Things evolved and now the perspectives are much better. Regarding the
SMS, at that time Richard Wordingham pointed that the SCSU might be a
proper solution for the SMS encoding [when it comes to non-GSM

Recently I studied as much aspects as I could about the SMS
standardization, in a step that I started approx a year ago regarding
the SMS language discrimination just because of the difference in
message length and cost over a same sentence written with diacritical
marks (written correctly for that language) or without diacritical
marks (written incorrectly for that language). Or, for the same reason,
language discrimination between (say) a French message and (say) a
Romanian message, both written correctly.
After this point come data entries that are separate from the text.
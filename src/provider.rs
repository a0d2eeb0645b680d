//! Box-fit landmark provider.
//!
//! Detects face boxes with the SeetaFace frontal detector (`rustface`) and
//! lays the canonical 68-point face layout into each box. This tracks
//! position and size of every face; it does not estimate head roll, so
//! overlays stay level. Any model that yields iBUG-68 landmarks can replace
//! it through [`LandmarkProvider`].

use rustface::{Detector, ImageData};

use crate::config::DetectorConfig;
use crate::error::{Error, Result};
use crate::pipeline::LandmarkProvider;
use crate::types::{BoundingBox, Landmarks, Point};

pub struct BoxFitProvider {
    detector: Box<dyn Detector>,
    layout: Landmarks,
    max_faces: usize,
}

impl BoxFitProvider {
    pub fn new(config: &DetectorConfig) -> Result<Self> {
        let model = config
            .model
            .to_str()
            .ok_or_else(|| Error::Detector("invalid detector model path".into()))?;
        let mut detector = rustface::create_detector(model)
            .map_err(|e| Error::Detector(format!("failed to load {}: {}", model, e)))?;
        detector.set_min_face_size(config.min_face_size);
        detector.set_score_thresh(config.score_threshold);
        detector.set_pyramid_scale_factor(config.pyramid_scale_factor);
        detector.set_slide_window_step(config.slide_window_step, config.slide_window_step);

        log::info!("Face detector loaded from {}", model);
        Ok(Self {
            detector,
            layout: mean_face_layout(),
            max_faces: config.max_faces,
        })
    }
}

impl LandmarkProvider for BoxFitProvider {
    fn detect(&mut self, frame: &image::RgbImage) -> Vec<Landmarks> {
        let gray = image::imageops::grayscale(frame);
        let (width, height) = gray.dimensions();
        let data = ImageData::new(gray.as_raw(), width, height);

        let boxes = self
            .detector
            .detect(&data)
            .iter()
            .map(|face| {
                let bbox = face.bbox();
                let face_box = BoundingBox::new(
                    bbox.x() as f32,
                    bbox.y() as f32,
                    bbox.width() as f32,
                    bbox.height() as f32,
                );
                (face_box, face.score())
            })
            .collect();
        fit_faces(&self.layout, boxes, self.max_faces)
    }
}

/// Fit the layout into the `max_faces` best-scoring boxes, best first.
fn fit_faces(
    layout: &Landmarks,
    mut boxes: Vec<(BoundingBox, f64)>,
    max_faces: usize,
) -> Vec<Landmarks> {
    if boxes.len() > max_faces {
        log::trace!("Keeping {} of {} faces", max_faces, boxes.len());
    }
    boxes.sort_by(|a, b| b.1.total_cmp(&a.1));
    boxes
        .iter()
        .take(max_faces)
        .map(|(face_box, _)| fit_layout(layout, face_box))
        .collect()
}

/// Place a normalized layout into a face box.
pub fn fit_layout(layout: &Landmarks, face_box: &BoundingBox) -> Landmarks {
    layout.map(|p| face_box.denormalize_point(p))
}

/// Approximate iBUG 68-point positions, normalized to a face box.
pub fn mean_face_layout() -> Landmarks {
    let points = vec![
        // Jaw line (0-16)
        Point::new(0.10, 0.35),
        Point::new(0.11, 0.45),
        Point::new(0.12, 0.55),
        Point::new(0.14, 0.65),
        Point::new(0.18, 0.73),
        Point::new(0.24, 0.80),
        Point::new(0.32, 0.85),
        Point::new(0.41, 0.88),
        Point::new(0.50, 0.89), // Chin center
        Point::new(0.59, 0.88),
        Point::new(0.68, 0.85),
        Point::new(0.76, 0.80),
        Point::new(0.82, 0.73),
        Point::new(0.86, 0.65),
        Point::new(0.88, 0.55),
        Point::new(0.89, 0.45),
        Point::new(0.90, 0.35),
        // Right eyebrow (17-21)
        Point::new(0.20, 0.26),
        Point::new(0.25, 0.22),
        Point::new(0.32, 0.21),
        Point::new(0.38, 0.23),
        Point::new(0.43, 0.27),
        // Left eyebrow (22-26)
        Point::new(0.57, 0.27),
        Point::new(0.62, 0.23),
        Point::new(0.68, 0.21),
        Point::new(0.75, 0.22),
        Point::new(0.80, 0.26),
        // Nose bridge (27-30)
        Point::new(0.50, 0.32),
        Point::new(0.50, 0.40),
        Point::new(0.50, 0.48),
        Point::new(0.50, 0.55),
        // Nose bottom (31-35)
        Point::new(0.40, 0.58),
        Point::new(0.45, 0.60),
        Point::new(0.50, 0.62),
        Point::new(0.55, 0.60),
        Point::new(0.60, 0.58),
        // Right eye (36-41)
        Point::new(0.24, 0.32),
        Point::new(0.28, 0.29),
        Point::new(0.34, 0.29),
        Point::new(0.38, 0.33),
        Point::new(0.34, 0.35),
        Point::new(0.28, 0.35),
        // Left eye (42-47)
        Point::new(0.62, 0.33),
        Point::new(0.66, 0.29),
        Point::new(0.72, 0.29),
        Point::new(0.76, 0.32),
        Point::new(0.72, 0.35),
        Point::new(0.66, 0.35),
        // Outer lip (48-59)
        Point::new(0.32, 0.72),
        Point::new(0.38, 0.68),
        Point::new(0.44, 0.66),
        Point::new(0.50, 0.67),
        Point::new(0.56, 0.66),
        Point::new(0.62, 0.68),
        Point::new(0.68, 0.72),
        Point::new(0.62, 0.78),
        Point::new(0.56, 0.80),
        Point::new(0.50, 0.81),
        Point::new(0.44, 0.80),
        Point::new(0.38, 0.78),
        // Inner lip (60-67)
        Point::new(0.36, 0.72),
        Point::new(0.44, 0.70),
        Point::new(0.50, 0.70),
        Point::new(0.56, 0.70),
        Point::new(0.64, 0.72),
        Point::new(0.56, 0.74),
        Point::new(0.50, 0.75),
        Point::new(0.44, 0.74),
    ];

    Landmarks::new(points)
}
It turned out that they (ETSI & its groups) created a way to solve the
70 characters limitation, namely “National Language Single Shift” and
“National Language Locking Shift” mechanism. This is described in 3GPP
TS 23.038 standard and it was introduced since release 8. In short, it
is about a character substitution table, per character or per message,
per-language defined.

Personally I find this to be a stone-age-like approach, which in my
opinion does not work at all if I enter the message from my PC keyboard
via the phone's PC application (because the language cannot always be
predicted, mainly if I am using dead keys). It is true that the actual
SMS stream limit is not much generous, but I wonder if the SCSU would
have been a better approach in terms of i18n. I also don't know if the
SCSU requires a language to be prior declared, or it simply guess by
itself the required window for each character.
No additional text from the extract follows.